Only the lines from the line holding "pub fn wait_timeout(&self, timeout: Duration)" through the final line of the entries below are to be returned, exactly as they stand.

#####

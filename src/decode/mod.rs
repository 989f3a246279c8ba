mod decoder;
mod packet_queue;

pub use decoder::{Decoder, audio_worker, subtitle_worker, video_worker};
pub use packet_queue::{PacketGet, PacketItem, PacketQueue};

use std::time::Duration;

use parking_lot::{Condvar, Mutex};

/// Wakeup line from the decoders back to the reader: "my queue ran dry,
/// stop sleeping and produce".
pub struct ReadSignal {
    lock: Mutex<()>,
    cond: Condvar,
}

impl ReadSignal {
    pub fn new() -> Self {
        Self {
            lock: Mutex::new(()),
            cond: Condvar::new(),
        }
    }

    pub fn notify(&self) {
        self.cond.notify_one();
    }

    pub fn wait_timeout(&self, timeout: Duration) {
        let mut guard = self.lock.lock();
        self.cond.wait_for(&mut guard, timeout);
    }
}

impl Default for ReadSignal {
    fn default() -> Self {
        Self::new()
    }
}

#####

ANSWER SECTION
    pub fn wait_timeout(&self, timeout: Duration) {
        let mut guard = self.lock.lock();
        self.cond.wait_for(&mut guard, timeout);
    }
}

impl Default for ReadSignal {
    fn default() -> Self {
        Self::new()
    }
}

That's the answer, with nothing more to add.